→ **TASK GOAL**
The data follows. Retype every entry exactly.

(Stored data entries)
== == ==
//! One-shot timed dash with a delayed impulse and a cooldown
//!
//! A trigger stores the impulse and queues two events from the same instant:
//! the impulse after [`DashConfig::impulse_delay`] and the end of the dash
//! after [`DashConfig::dash_duration`]. Each event carries the id of the dash
//! that queued it and re-checks the sequencer state when it fires, so a stale
//! or out-of-order event is ignored instead of being cancelled.

use glam::Vec3;
use momentum_core::Scheduler;
use momentum_physics::PhysicsBody;
use serde::{Deserialize, Serialize};
use tracing::{debug, trace};

use super::DashConfig;

/// Deferred dash step
#[derive(Debug, Clone, Copy, PartialEq, Eq)]
pub enum DashEvent {
    ApplyImpulse { dash: u32 },
    End { dash: u32 },
}

/// Where the sequencer is in a dash
#[derive(Debug, Clone, Copy, Default, PartialEq, Eq, Serialize, Deserialize)]
pub enum DashPhase {
    #[default]
    Idle,
    /// Triggered; impulse not yet applied
    ImpulsePending,
    /// Impulse applied; waiting for the dash to end
    Active,
}

/// What firing a dash event did
#[derive(Debug, Clone, Copy, PartialEq)]
pub enum DashOutcome {
    ImpulseApplied(Vec3),
    /// The dash ended before its impulse was due
    ImpulseDropped,
    Ended,
}

/// Basis the dash direction is built from
#[derive(Debug, Clone, Copy, PartialEq)]
pub struct DashAim {
    pub forward: Vec3,
    pub right: Vec3,
    pub up: Vec3,
}

impl Default for DashAim {
    fn default() -> Self {
        Self {
            forward: Vec3::NEG_Z,
            right: Vec3::X,
            up: Vec3::Y,
        }
    }
}

/// Timers and flags that persist between dashes
#[derive(Debug, Clone, Default, PartialEq, Serialize, Deserialize)]
pub struct DashState {
    /// Seconds until another dash is allowed (never negative)
    pub cooldown_remaining: f32,
    pub active: bool,
    /// Stored at trigger time, consumed by the impulse event
    pub impulse: Option<Vec3>,
    /// Seconds left in the active dash
    pub duration_remaining: f32,
}

/// Runs dashes: trigger, delayed impulse, end, cooldown
#[derive(Debug, Clone)]
pub struct DashSequencer {
    pub config: DashConfig,
    state: DashState,
    phase: DashPhase,
    dash_id: u32,
}

impl DashSequencer {
    pub fn new(config: DashConfig) -> Self {
        Self {
            config,
            state: DashState::default(),
            phase: DashPhase::Idle,
            dash_id: 0,
        }
    }

    /// Unit dash direction for the given movement axes.
    ///
    /// Without input (or with directional dashing disabled) this is the aim's
    /// forward vector; it is never zero for a non-degenerate aim.
    pub fn direction(aim: &DashAim, forward_axis: f32, strafe_axis: f32, allow_all_directions: bool) -> Vec3 {
        let no_input = forward_axis == 0.0 && strafe_axis == 0.0;
        if !allow_all_directions || no_input {
            return aim.forward.normalize_or_zero();
        }

        let steered = (aim.forward * forward_axis + aim.right * strafe_axis).normalize_or_zero();
        if steered == Vec3::ZERO {
            aim.forward.normalize_or_zero()
        } else {
            steered
        }
    }

    /// Start a dash.
    ///
    /// Does nothing while the cooldown is running. Otherwise restarts the
    /// cooldown, samples the direction once, suspends gravity if configured,
    /// and queues the impulse and the end. Returns the stored impulse.
    pub fn trigger<B, E>(
        &mut self,
        now: f64,
        aim: &DashAim,
        forward_axis: f32,
        strafe_axis: f32,
        body: &mut B,
        scheduler: &mut Scheduler<E>,
    ) -> Option<Vec3>
    where
        B: PhysicsBody + ?Sized,
        E: From<DashEvent>,
    {
        if self.state.cooldown_remaining > 0.0 {
            trace!(remaining = self.state.cooldown_remaining, "Dash on cooldown");
            return None;
        }

        let direction =
            Self::direction(aim, forward_axis, strafe_axis, self.config.allow_all_directions);
        let impulse = direction * self.config.dash_force + aim.up * self.config.dash_upward_force;

        self.dash_id = self.dash_id.wrapping_add(1);
        self.state = DashState {
            cooldown_remaining: self.config.dash_cooldown,
            active: true,
            impulse: Some(impulse),
            duration_remaining: self.config.dash_duration,
        };
        self.phase = DashPhase::ImpulsePending;

        if self.config.disable_gravity {
            body.set_gravity_enabled(false);
        }

        let dash = self.dash_id;
        scheduler.schedule_after(now, self.config.impulse_delay, DashEvent::ApplyImpulse { dash }.into());
        scheduler.schedule_after(now, self.config.dash_duration, DashEvent::End { dash }.into());

        debug!(dash, ?impulse, "Dash triggered");
        Some(impulse)
    }

    /// Handle a fired dash event. Returns `None` for events from an older dash.
    pub fn fire<B>(&mut self, event: DashEvent, body: &mut B) -> Option<DashOutcome>
    where
        B: PhysicsBody + ?Sized,
    {
        match event {
            DashEvent::ApplyImpulse { dash } => {
                if dash != self.dash_id {
                    return None;
                }
                let impulse = self.state.impulse.take();
                match impulse {
                    Some(impulse) if self.state.active && self.phase == DashPhase::ImpulsePending => {
                        if self.config.reset_velocity {
                            body.set_velocity(Vec3::ZERO);
                        }
                        body.apply_impulse(impulse);
                        self.phase = DashPhase::Active;
                        debug!(dash, ?impulse, "Dash impulse applied");
                        Some(DashOutcome::ImpulseApplied(impulse))
                    }
                    _ => {
                        debug!(dash, "Dash ended before its impulse; impulse dropped");
                        Some(DashOutcome::ImpulseDropped)
                    }
                }
            }
            DashEvent::End { dash } => {
                if dash != self.dash_id || !self.state.active {
                    return None;
                }
                self.state.active = false;
                self.state.duration_remaining = 0.0;
                self.phase = DashPhase::Idle;

                if self.config.disable_gravity {
                    body.set_gravity_enabled(true);
                }
                debug!(dash, "Dash ended");
                Some(DashOutcome::Ended)
            }
        }
    }

    /// Count timers down by `dt`
    pub fn tick(&mut self, dt: f32) {
        self.state.cooldown_remaining = (self.state.cooldown_remaining - dt).max(0.0);
        if self.state.active {
            self.state.duration_remaining = (self.state.duration_remaining - dt).max(0.0);
        }
    }

    /// Vertical speed cap: the dash cap while dashing, otherwise `base`
    pub fn vertical_cap(&self, base: f32) -> f32 {
        if self.state.active {
            self.config.max_dash_y_speed
        } else {
            base
        }
    }

    pub fn is_active(&self) -> bool {
        self.state.active
    }

    pub fn phase(&self) -> DashPhase {
        self.phase
    }

    pub fn cooldown_remaining(&self) -> f32 {
        self.state.cooldown_remaining
    }

    pub fn state(&self) -> &DashState {
        &self.state
    }
}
== == ==
→ **WRITTEN ANSWER**
//! One-shot timed dash with a delayed impulse and a cooldown
//!
//! A trigger stores the impulse and queues two events from the same instant:
//! the impulse after [`DashConfig::impulse_delay`] and the end of the dash
//! after [`DashConfig::dash_duration`]. Each event carries the id of the dash
//! that queued it and re-checks the sequencer state when it fires, so a stale
//! or out-of-order event is ignored instead of being cancelled.

use glam::Vec3;
use momentum_core::Scheduler;
use momentum_physics::PhysicsBody;
use serde::{Deserialize, Serialize};
use tracing::{debug, trace};

use super::DashConfig;

/// Deferred dash step
#[derive(Debug, Clone, Copy, PartialEq, Eq)]
pub enum DashEvent {
    ApplyImpulse { dash: u32 },
    End { dash: u32 },
}

/// Where the sequencer is in a dash
#[derive(Debug, Clone, Copy, Default, PartialEq, Eq, Serialize, Deserialize)]
pub enum DashPhase {
    #[default]
    Idle,
    /// Triggered; impulse not yet applied
    ImpulsePending,
    /// Impulse applied; waiting for the dash to end
    Active,
}

/// What firing a dash event did
#[derive(Debug, Clone, Copy, PartialEq)]
pub enum DashOutcome {
    ImpulseApplied(Vec3),
    /// The dash ended before its impulse was due
    ImpulseDropped,
    Ended,
}

/// Basis the dash direction is built from
#[derive(Debug, Clone, Copy, PartialEq)]
pub struct DashAim {
    pub forward: Vec3,
    pub right: Vec3,
    pub up: Vec3,
}

impl Default for DashAim {
    fn default() -> Self {
        Self {
            forward: Vec3::NEG_Z,
            right: Vec3::X,
            up: Vec3::Y,
        }
    }
}

/// Timers and flags that persist between dashes
#[derive(Debug, Clone, Default, PartialEq, Serialize, Deserialize)]
pub struct DashState {
    /// Seconds until another dash is allowed (never negative)
    pub cooldown_remaining: f32,
    pub active: bool,
    /// Stored at trigger time, consumed by the impulse event
    pub impulse: Option<Vec3>,
    /// Seconds left in the active dash
    pub duration_remaining: f32,
}

/// Runs dashes: trigger, delayed impulse, end, cooldown
#[derive(Debug, Clone)]
pub struct DashSequencer {
    pub config: DashConfig,
    state: DashState,
    phase: DashPhase,
    dash_id: u32,
}

impl DashSequencer {
    pub fn new(config: DashConfig) -> Self {
        Self {
            config,
            state: DashState::default(),
            phase: DashPhase::Idle,
            dash_id: 0,
        }
    }

    /// Unit dash direction for the given movement axes.
    ///
    /// Without input (or with directional dashing disabled) this is the aim's
    /// forward vector; it is never zero for a non-degenerate aim.
    pub fn direction(aim: &DashAim, forward_axis: f32, strafe_axis: f32, allow_all_directions: bool) -> Vec3 {
        let no_input = forward_axis == 0.0 && strafe_axis == 0.0;
        if !allow_all_directions || no_input {
            return aim.forward.normalize_or_zero();
        }

        let steered = (aim.forward * forward_axis + aim.right * strafe_axis).normalize_or_zero();
        if steered == Vec3::ZERO {
            aim.forward.normalize_or_zero()
        } else {
            steered
        }
    }

    /// Start a dash.
    ///
    /// Does nothing while the cooldown is running. Otherwise restarts the
    /// cooldown, samples the direction once, suspends gravity if configured,
    /// and queues the impulse and the end. Returns the stored impulse.
    pub fn trigger<B, E>(
        &mut self,
        now: f64,
        aim: &DashAim,
        forward_axis: f32,
        strafe_axis: f32,
        body: &mut B,
        scheduler: &mut Scheduler<E>,
    ) -> Option<Vec3>
    where
        B: PhysicsBody + ?Sized,
        E: From<DashEvent>,
    {
        if self.state.cooldown_remaining > 0.0 {
            trace!(remaining = self.state.cooldown_remaining, "Dash on cooldown");
            return None;
        }

        let direction =
            Self::direction(aim, forward_axis, strafe_axis, self.config.allow_all_directions);
        let impulse = direction * self.config.dash_force + aim.up * self.config.dash_upward_force;

        self.dash_id = self.dash_id.wrapping_add(1);
        self.state = DashState {
            cooldown_remaining: self.config.dash_cooldown,
            active: true,
            impulse: Some(impulse),
            duration_remaining: self.config.dash_duration,
        };
        self.phase = DashPhase::ImpulsePending;

        if self.config.disable_gravity {
            body.set_gravity_enabled(false);
        }

        let dash = self.dash_id;
        scheduler.schedule_after(now, self.config.impulse_delay, DashEvent::ApplyImpulse { dash }.into());
        scheduler.schedule_after(now, self.config.dash_duration, DashEvent::End { dash }.into());

        debug!(dash, ?impulse, "Dash triggered");
        Some(impulse)
    }

    /// Handle a fired dash event. Returns `None` for events from an older dash.
    pub fn fire<B>(&mut self, event: DashEvent, body: &mut B) -> Option<DashOutcome>
    where
        B: PhysicsBody + ?Sized,
    {
        match event {
            DashEvent::ApplyImpulse { dash } => {
                if dash != self.dash_id {
                    return None;
                }
                let impulse = self.state.impulse.take();
                match impulse {
                    Some(impulse) if self.state.active && self.phase == DashPhase::ImpulsePending => {
                        if self.config.reset_velocity {
                            body.set_velocity(Vec3::ZERO);
                        }
                        body.apply_impulse(impulse);
                        self.phase = DashPhase::Active;
                        debug!(dash, ?impulse, "Dash impulse applied");
                        Some(DashOutcome::ImpulseApplied(impulse))
                    }
                    _ => {
                        debug!(dash, "Dash ended before its impulse; impulse dropped");
                        Some(DashOutcome::ImpulseDropped)
                    }
                }
            }
            DashEvent::End { dash } => {
                if dash != self.dash_id || !self.state.active {
                    return None;
                }
                self.state.active = false;
                self.state.duration_remaining = 0.0;
                self.phase = DashPhase::Idle;

                if self.config.disable_gravity {
                    body.set_gravity_enabled(true);
                }
                debug!(dash, "Dash ended");
                Some(DashOutcome::Ended)
            }
        }
    }

    /// Count timers down by `dt`
    pub fn tick(&mut self, dt: f32) {
        self.state.cooldown_remaining = (self.state.cooldown_remaining - dt).max(0.0);
        if self.state.active {
            self.state.duration_remaining = (self.state.duration_remaining - dt).max(0.0);
        }
    }

    /// Vertical speed cap: the dash cap while dashing, otherwise `base`
    pub fn vertical_cap(&self, base: f32) -> f32 {
        if self.state.active {
            self.config.max_dash_y_speed
        } else {
            base
        }
    }

    pub fn is_active(&self) -> bool {
        self.state.active
    }

    pub fn phase(&self) -> DashPhase {
        self.phase
    }

    pub fn cooldown_remaining(&self) -> f32 {
        self.state.cooldown_remaining
    }

    pub fn state(&self) -> &DashState {
        &self.state
    }
}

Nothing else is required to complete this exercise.